[Your goal]:
Repeat the entries beneath in their entirety, precisely as given.

(Saved data entries)

───

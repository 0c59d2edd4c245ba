//! Legacy `key=value,key=value` room payloads

use std::collections::HashMap;

use super::error::DecodeError;
use super::{Decoded, DecodeWarning, DecodedEvent, PayloadFormat, RoomReading};

const REQUIRED: [&str; 3] = ["temperature", "humidity", "pressure"];

fn split_fields(payload: &str, warnings: &mut Vec<DecodeWarning>) -> HashMap<String, String> {
    let mut fields = HashMap::new();
    for segment in payload.split(',') {
        let segment = segment.trim();
        if segment.is_empty() {
            continue;
        }
        match segment.split_once('=') {
            Some((key, value)) => {
                fields.insert(key.trim().to_string(), value.trim().to_string());
            }
            None => warnings.push(DecodeWarning::new(
                segment,
                "segment without '=' ignored",
            )),
        }
    }
    fields
}

fn numeric(
    fields: &HashMap<String, String>,
    field: &str,
    warnings: &mut Vec<DecodeWarning>,
) -> Result<f64, DecodeError> {
    let raw = fields
        .get(field)
        .ok_or_else(|| DecodeError::MissingField(field.to_string()))?;

    // the sensor reports failed samples as "nan"; such a reading is unusable
    if raw.to_ascii_lowercase().contains("nan") {
        return Err(DecodeError::NotANumber(field.to_string()));
    }

    match raw.parse::<f64>() {
        Ok(value) if value.is_finite() => Ok(value),
        _ => {
            warnings.push(DecodeWarning::not_numeric(field));
            Ok(0.0)
        }
    }
}

pub(super) fn room_reading(payload: &str) -> Result<Decoded, DecodeError> {
    let mut warnings = Vec::new();
    let fields = split_fields(payload, &mut warnings);

    let mut values = [0.0; REQUIRED.len()];
    for (slot, field) in values.iter_mut().zip(REQUIRED) {
        *slot = numeric(&fields, field, &mut warnings)?;
    }
    let brightness = if fields.contains_key("brightness") {
        numeric(&fields, "brightness", &mut warnings)?
    } else {
        0.0
    };

    let [temperature, humidity, pressure] = values;
    Ok(Decoded::with_warnings(
        DecodedEvent::RoomReading(RoomReading {
            temperature,
            humidity,
            pressure,
            brightness,
            format: PayloadFormat::KeyValue,
        }),
        warnings,
    ))
}

#[cfg(test)]
mod tests {
    use super::*;

    fn reading(decoded: Decoded) -> RoomReading {
        match decoded.event {
            DecodedEvent::RoomReading(r) => r,
            other => panic!("unexpected event {:?}", other),
        }
    }

    #[test]
    fn parses_sensor_line() {
        let decoded = room_reading("temperature=25.3,humidity=38.1,pressure=1009.7").unwrap();
        assert!(decoded.warnings.is_empty());
        let r = reading(decoded);
        assert_eq!(r.temperature, 25.3);
        assert_eq!(r.humidity, 38.1);
        assert_eq!(r.pressure, 1009.7);
        assert_eq!(r.brightness, 0.0);
        assert_eq!(r.format, PayloadFormat::KeyValue);
    }

    #[test]
    fn nan_in_numeric_slot_invalidates_reading() {
        assert_eq!(
            room_reading("temperature=nan,humidity=38,pressure=1009").unwrap_err(),
            DecodeError::NotANumber("temperature".to_string())
        );
        assert_eq!(
            room_reading("temperature=21,humidity=NaN,pressure=1009").unwrap_err(),
            DecodeError::NotANumber("humidity".to_string())
        );
    }

    #[test]
    fn missing_field_is_an_error() {
        assert_eq!(
            room_reading("temperature=21,humidity=40").unwrap_err(),
            DecodeError::MissingField("pressure".to_string())
        );
    }

    #[test]
    fn junk_values_and_segments_become_warnings() {
        let decoded =
            room_reading("temperature=21, humidity = x ,pressure=1000,garbage,brightness=3")
                .unwrap();
        let fields: Vec<&str> = decoded.warnings.iter().map(|w| w.field.as_str()).collect();
        assert_eq!(fields, vec!["garbage", "humidity"]);
        let r = reading(decoded);
        assert_eq!(r.humidity, 0.0);
        assert_eq!(r.brightness, 3.0);
    }
}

───

[Exercise answer]:
repository 0c59d2edd4c245ba
//! Legacy `key=value,key=value` room payloads

use std::collections::HashMap;

use super::error::DecodeError;
use super::{Decoded, DecodeWarning, DecodedEvent, PayloadFormat, RoomReading};

const REQUIRED: [&str; 3] = ["temperature", "humidity", "pressure"];

fn split_fields(payload: &str, warnings: &mut Vec<DecodeWarning>) -> HashMap<String, String> {
    let mut fields = HashMap::new();
    for segment in payload.split(',') {
        let segment = segment.trim();
        if segment.is_empty() {
            continue;
        }
        match segment.split_once('=') {
            Some((key, value)) => {
                fields.insert(key.trim().to_string(), value.trim().to_string());
            }
            None => warnings.push(DecodeWarning::new(
                segment,
                "segment without '=' ignored",
            )),
        }
    }
    fields
}

fn numeric(
    fields: &HashMap<String, String>,
    field: &str,
    warnings: &mut Vec<DecodeWarning>,
) -> Result<f64, DecodeError> {
    let raw = fields
        .get(field)
        .ok_or_else(|| DecodeError::MissingField(field.to_string()))?;

    // the sensor reports failed samples as "nan"; such a reading is unusable
    if raw.to_ascii_lowercase().contains("nan") {
        return Err(DecodeError::NotANumber(field.to_string()));
    }

    match raw.parse::<f64>() {
        Ok(value) if value.is_finite() => Ok(value),
        _ => {
            warnings.push(DecodeWarning::not_numeric(field));
            Ok(0.0)
        }
    }
}

pub(super) fn room_reading(payload: &str) -> Result<Decoded, DecodeError> {
    let mut warnings = Vec::new();
    let fields = split_fields(payload, &mut warnings);

    let mut values = [0.0; REQUIRED.len()];
    for (slot, field) in values.iter_mut().zip(REQUIRED) {
        *slot = numeric(&fields, field, &mut warnings)?;
    }
    let brightness = if fields.contains_key("brightness") {
        numeric(&fields, "brightness", &mut warnings)?
    } else {
        0.0
    };

    let [temperature, humidity, pressure] = values;
    Ok(Decoded::with_warnings(
        DecodedEvent::RoomReading(RoomReading {
            temperature,
            humidity,
            pressure,
            brightness,
            format: PayloadFormat::KeyValue,
        }),
        warnings,
    ))
}

#[cfg(test)]
mod tests {
    use super::*;

    fn reading(decoded: Decoded) -> RoomReading {
        match decoded.event {
            DecodedEvent::RoomReading(r) => r,
            other => panic!("unexpected event {:?}", other),
        }
    }

    #[test]
    fn parses_sensor_line() {
        let decoded = room_reading("temperature=25.3,humidity=38.1,pressure=1009.7").unwrap();
        assert!(decoded.warnings.is_empty());
        let r = reading(decoded);
        assert_eq!(r.temperature, 25.3);
        assert_eq!(r.humidity, 38.1);
        assert_eq!(r.pressure, 1009.7);
        assert_eq!(r.brightness, 0.0);
        assert_eq!(r.format, PayloadFormat::KeyValue);
    }

    #[test]
    fn nan_in_numeric_slot_invalidates_reading() {
        assert_eq!(
            room_reading("temperature=nan,humidity=38,pressure=1009").unwrap_err(),
            DecodeError::NotANumber("temperature".to_string())
        );
        assert_eq!(
            room_reading("temperature=21,humidity=NaN,pressure=1009").unwrap_err(),
            DecodeError::NotANumber("humidity".to_string())
        );
    }

    #[test]
    fn missing_field_is_an_error() {
        assert_eq!(
            room_reading("temperature=21,humidity=40").unwrap_err(),
            DecodeError::MissingField("pressure".to_string())
        );
    }

    #[test]
    fn junk_values_and_segments_become_warnings() {
        let decoded =
            room_reading("temperature=21, humidity = x ,pressure=1000,garbage,brightness=3")
                .unwrap();
        let fields: Vec<&str> = decoded.warnings.iter().map(|w| w.field.as_str()).collect();
        assert_eq!(fields, vec!["garbage", "humidity"]);
        let r = reading(decoded);
        assert_eq!(r.humidity, 0.0);
        assert_eq!(r.brightness, 3.0);
    }
}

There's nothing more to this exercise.